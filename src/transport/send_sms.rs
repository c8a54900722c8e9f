use serde::Deserialize;
use serde_json::Value;

use super::envelope::TransportError;
use crate::domain::{
    MessageBody, Msisdn, Originator, OriginatorType, SendSms, SendSmsResponse, SmsEncoding,
    TtlMinutes,
};

#[derive(Debug, Clone, Deserialize)]
struct SendSmsJsonResponse {
    txguid: String,
    smsparts: u32,
    numbers: Value,
    encoding: String,
    #[serde(default)]
    cost_in_pence: Option<f64>,
    #[serde(default)]
    new_balance_in_pence: Option<f64>,
}

pub fn encode_send_sms_form(request: &SendSms) -> Vec<(String, String)> {
    let numbers = request
        .numbers()
        .iter()
        .map(Msisdn::raw)
        .collect::<Vec<_>>()
        .join(Msisdn::SEPARATOR);

    let mut params = vec![
        (Msisdn::FIELD.to_owned(), numbers),
        (
            MessageBody::FIELD.to_owned(),
            request.body().as_str().to_owned(),
        ),
        (
            Originator::FIELD.to_owned(),
            request.originator().as_str().to_owned(),
        ),
    ];

    let options = request.options();
    if let Some(encoding) = options.encoding {
        params.push((SmsEncoding::FIELD.to_owned(), encoding.as_str().to_owned()));
    }
    if let Some(originator_type) = options.originator_type {
        params.push((
            OriginatorType::FIELD.to_owned(),
            originator_type.as_str().to_owned(),
        ));
    }
    if let Some(ttl) = options.ttl {
        params.push((TtlMinutes::FIELD.to_owned(), ttl.value().to_string()));
    }

    params
}

pub fn decode_send_sms_success(success: Value) -> Result<SendSmsResponse, TransportError> {
    let parsed: SendSmsJsonResponse = serde_json::from_value(success)?;
    Ok(SendSmsResponse {
        tx_guid: parsed.txguid,
        sms_parts: parsed.smsparts,
        numbers: parsed.numbers,
        encoding: parsed.encoding,
        cost_in_pence: parsed.cost_in_pence,
        new_balance_in_pence: parsed.new_balance_in_pence,
    })
}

• Task objective:
Each line of the material above must be retyped exactly as written.

• Exercise output:
filename src/transport/send_sms.rs
repository c8a54900722c8e9f
use serde::Deserialize;
use serde_json::Value;

use super::envelope::TransportError;
use crate::domain::{
    MessageBody, Msisdn, Originator, OriginatorType, SendSms, SendSmsResponse, SmsEncoding,
    TtlMinutes,
};

#[derive(Debug, Clone, Deserialize)]
struct SendSmsJsonResponse {
    txguid: String,
    smsparts: u32,
    numbers: Value,
    encoding: String,
    #[serde(default)]
    cost_in_pence: Option<f64>,
    #[serde(default)]
    new_balance_in_pence: Option<f64>,
}

pub fn encode_send_sms_form(request: &SendSms) -> Vec<(String, String)> {
    let numbers = request
        .numbers()
        .iter()
        .map(Msisdn::raw)
        .collect::<Vec<_>>()
        .join(Msisdn::SEPARATOR);

    let mut params = vec![
        (Msisdn::FIELD.to_owned(), numbers),
        (
            MessageBody::FIELD.to_owned(),
            request.body().as_str().to_owned(),
        ),
        (
            Originator::FIELD.to_owned(),
            request.originator().as_str().to_owned(),
        ),
    ];

    let options = request.options();
    if let Some(encoding) = options.encoding {
        params.push((SmsEncoding::FIELD.to_owned(), encoding.as_str().to_owned()));
    }
    if let Some(originator_type) = options.originator_type {
        params.push((
            OriginatorType::FIELD.to_owned(),
            originator_type.as_str().to_owned(),
        ));
    }
    if let Some(ttl) = options.ttl {
        params.push((TtlMinutes::FIELD.to_owned(), ttl.value().to_string()));
    }

    params
}

pub fn decode_send_sms_success(success: Value) -> Result<SendSmsResponse, TransportError> {
    let parsed: SendSmsJsonResponse = serde_json::from_value(success)?;
    Ok(SendSmsResponse {
        tx_guid: parsed.txguid,
        sms_parts: parsed.smsparts,
        numbers: parsed.numbers,
        encoding: parsed.encoding,
        cost_in_pence: parsed.cost_in_pence,
        new_balance_in_pence: parsed.new_balance_in_pence,
    })
}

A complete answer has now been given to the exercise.